If you happen to own a Lucid Air, you’ll soon be able to charge other EVs with your car’s stored battery power. This is all thanks to the introduction of Lucid’s new vehicle-to-vehicle (V2V) feature with a catchy name: “RangeXchange.”
After receiving the latest over-the-air update, all existing Lucid vehicles will be able to use the car’s bi-directional onboard charger and the new RangeXchange adapter to charge other vehicles – even those built by other automakers – at speeds of up to 9.6 kW. This means transferring power capable of driving other EVs between 24 and 40 miles in just about an hour.
RangeXchange works almost like a digital jerrycan, except instead of carrying a container of fuel in your trunk, you simply carry a long cable that can transfer electrons between vehicles, agnostic of the brand. Both cars negotiate a charging speed with one another and is then served up juice from the Lucid’s high-voltage battery.
Gallery: 2024 Lucid Air Sapphire First Drive
This is the first use of the bi-directional charging capabilities baked into the all-electric Lucid Air sedan. The magic behind the charging is Lucid’s so-called Wunderbox, which handles all of the electricity that enters – and now leaves – the vehicle.
“Designed and engineered in-house by Lucid, the Wunderbox is far more than just a piece of hardware that charges the battery pack,” said Lucid’s Senior Vice President of Product and Chief Engineer, Eric Bach. “From giving other EVs a boost with RangeXchange today, to possible future applications like vehicle-to-home backup power, time-of-use (TOU) optimization, and vehicle-to-grid (V2G) power, Lucid’s proprietary bi-directional charging technology has the potential to greatly improve our customers’ lives.”
To be clear, while the Wunderbox and the RangeXchange adapter are both hardware, Lucid’s newest feature is made possible by activating the feature with an over-the-air update, though it will require owners to carry around a RangeXchange adapter if they want to share their charge with another vehicle owner. But, hey, in the slim chance that a Lucid owner with a RangeXchange cable and insufficient charge happens to flag down another Lucid with a surplus of charge, at least they’ll have the option to siphon some juice to get to the next DC fast charger and continue about their day.

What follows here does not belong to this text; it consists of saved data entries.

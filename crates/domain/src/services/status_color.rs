//! Status to marker color lookup.

use crate::error::DomainError;
use crate::models::alert::{AlertStatus, Rgba};

/// Fill color for a status.
pub fn color_for(status: AlertStatus) -> Rgba {
    match status {
        AlertStatus::Urgent => Rgba::new(255, 0, 0, 150),
        AlertStatus::Active => Rgba::new(0, 0, 255, 150),
        AlertStatus::Watching => Rgba::new(255, 165, 0, 150),
        AlertStatus::Resolved => Rgba::new(0, 255, 0, 150),
    }
}

/// Fill color for a raw status label.
///
/// Fails with [`DomainError::UnknownStatus`] for labels outside the
/// enumeration.
pub fn color_for_label(label: &str) -> Result<Rgba, DomainError> {
    label.parse::<AlertStatus>().map(color_for)
}
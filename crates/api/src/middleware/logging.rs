//! Logging initialization.

use tracing_subscriber::{
    fmt::{self, format::FmtSpan},
    layer::SubscriberExt,
    util::{SubscriberInitExt, TryInitError},
    EnvFilter,
};

use crate::config::LoggingConfig;

/// Installs the global tracing subscriber.
///
/// `RUST_LOG` takes precedence over the configured level. Fails if a
/// subscriber is already installed.
pub fn init_logging(config: &LoggingConfig) -> Result<(), TryInitError> {
    let env_filter =
        EnvFilter::try_from_default_env().unwrap_or_else(|_| EnvFilter::new(&config.level));

    let subscriber = tracing_subscriber::registry().with(env_filter);

    if config.format == "json" {
        let json_layer = fmt::layer()
            .json()
            .with_span_events(FmtSpan::CLOSE)
            .with_current_span(true)
            .with_target(true);
        subscriber.with(json_layer).try_init()
    } else {
        let pretty_layer = fmt::layer()
            .pretty()
            .with_span_events(FmtSpan::CLOSE)
            .with_target(true);
        subscriber.with(pretty_layer).try_init()
    }
}
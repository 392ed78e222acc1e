//! Per-visitor session registry.
//!
//! Every session owns its own [`Dashboard`] (and with it its own alert
//! store). Sessions share nothing; the mutex only guards the map itself.

use std::collections::HashMap;
use std::sync::{Mutex, MutexGuard, PoisonError};
use std::time::{Duration, Instant};

use domain::services::Dashboard;
use tracing::debug;
use uuid::Uuid;

use crate::config::Config;
use crate::middleware::metrics::{record_sessions_active, record_sessions_evicted};

/// Session resolved for the current request.
#[derive(Debug, Clone, Copy, PartialEq, Eq)]
pub struct SessionHandle {
    pub id: Uuid,
    /// True when the session was created by this request.
    pub created: bool,
}

struct SessionEntry {
    dashboard: Dashboard,
    last_seen: Instant,
}

pub struct SessionRegistry {
    sessions: Mutex<HashMap<Uuid, SessionEntry>>,
    idle_timeout: Duration,
    max_sessions: usize,
    map_style: String,
}

impl SessionRegistry {
    pub fn new(idle_timeout: Duration, max_sessions: usize, map_style: impl Into<String>) -> Self {
        Self {
            sessions: Mutex::new(HashMap::new()),
            idle_timeout,
            max_sessions,
            map_style: map_style.into(),
        }
    }

    pub fn from_config(config: &Config) -> Self {
        Self::new(
            config.session.idle_timeout(),
            config.session.max_sessions,
            config.dashboard.map_style.clone(),
        )
    }

    fn lock(&self) -> MutexGuard<'_, HashMap<Uuid, SessionEntry>> {
        self.sessions.lock().unwrap_or_else(PoisonError::into_inner)
    }

    fn is_expired(&self, entry: &SessionEntry, now: Instant) -> bool {
        now.saturating_duration_since(entry.last_seen) > self.idle_timeout
    }

    /// Touches the live session for `id`, dropping it if it has expired.
    fn touch(
        &self,
        sessions: &mut HashMap<Uuid, SessionEntry>,
        id: Uuid,
        now: Instant,
    ) -> Option<SessionHandle> {
        let expired = self.is_expired(sessions.get(&id)?, now);

        if expired {
            sessions.remove(&id);
            record_sessions_evicted(1);
            record_sessions_active(sessions.len());
            debug!(session_id = %id, "Expired session discarded");
            return None;
        }

        if let Some(entry) = sessions.get_mut(&id) {
            entry.last_seen = now;
        }
        Some(SessionHandle { id, created: false })
    }

    /// Returns the live session for `requested`, or starts a new seeded one.
    pub fn resolve(&self, requested: Option<Uuid>) -> SessionHandle {
        self.resolve_at(requested, Instant::now())
    }

    pub fn resolve_at(&self, requested: Option<Uuid>, now: Instant) -> SessionHandle {
        let mut sessions = self.lock();

        if let Some(handle) = requested.and_then(|id| self.touch(&mut sessions, id, now)) {
            return handle;
        }

        if sessions.len() >= self.max_sessions {
            let oldest = sessions
                .iter()
                .min_by_key(|(_, entry)| entry.last_seen)
                .map(|(id, _)| *id);
            if let Some(oldest) = oldest {
                sessions.remove(&oldest);
                record_sessions_evicted(1);
                debug!(session_id = %oldest, "Least recently seen session evicted");
            }
        }

        let id = Uuid::new_v4();
        sessions.insert(
            id,
            SessionEntry {
                dashboard: Dashboard::new(self.map_style.clone()),
                last_seen: now,
            },
        );
        record_sessions_active(sessions.len());

        SessionHandle { id, created: true }
    }

    /// Returns the live session for `requested` without ever creating one.
    pub fn lookup(&self, requested: Option<Uuid>) -> Option<SessionHandle> {
        self.lookup_at(requested, Instant::now())
    }

    pub fn lookup_at(&self, requested: Option<Uuid>, now: Instant) -> Option<SessionHandle> {
        let id = requested?;
        let mut sessions = self.lock();
        self.touch(&mut sessions, id, now)
    }

    /// Runs `f` against the session's dashboard. `None` if the session is gone.
    pub fn with_dashboard<R>(&self, id: Uuid, f: impl FnOnce(&mut Dashboard) -> R) -> Option<R> {
        let mut sessions = self.lock();
        sessions.get_mut(&id).map(|entry| f(&mut entry.dashboard))
    }

    pub fn contains(&self, id: Uuid) -> bool {
        self.lock().contains_key(&id)
    }

    /// Ends a session, dropping its alerts. Returns false if it did not exist.
    pub fn end(&self, id: Uuid) -> bool {
        let mut sessions = self.lock();
        let ended = sessions.remove(&id).is_some();
        if ended {
            record_sessions_active(sessions.len());
        }
        ended
    }

    /// Destroys sessions idle longer than the timeout; returns how many.
    pub fn evict_idle(&self) -> usize {
        self.evict_idle_at(Instant::now())
    }

    pub fn evict_idle_at(&self, now: Instant) -> usize {
        let mut sessions = self.lock();
        let before = sessions.len();
        sessions.retain(|_, entry| !self.is_expired(entry, now));
        before - sessions.len()
    }

    pub fn len(&self) -> usize {
        self.lock().len()
    }

    pub fn is_empty(&self) -> bool {
        self.lock().is_empty()
    }

    pub fn max_sessions(&self) -> usize {
        self.max_sessions
    }
}

impl std::fmt::Debug for SessionRegistry {
    fn fmt(&self, f: &mut std::fmt::Formatter<'_>) -> std::fmt::Result {
        f.debug_struct("SessionRegistry")
            .field("active_sessions", &self.len())
            .field("max_sessions", &self.max_sessions)
            .field("idle_timeout", &self.idle_timeout)
            .finish()
    }
}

Realistically, it seems that most EV owners likely won’t make use of this feature with how robust most charging networks are nowadays, though it certainly feels comforting to know that the option exists (even if Lucid only delivered 4,300 cars this year). It does have us wondering what other V2X capabilities the company plans on offering in the future with its cars. Perhaps V2H charging like Ultium-equipped GM vehicles?
Lucid says that the RangeXchange feature will be pushed to cars in an upcoming OTA software release. Likewise, the adapter itself will be offered for sale later this month, though the cost of the adapter currently remains a mystery.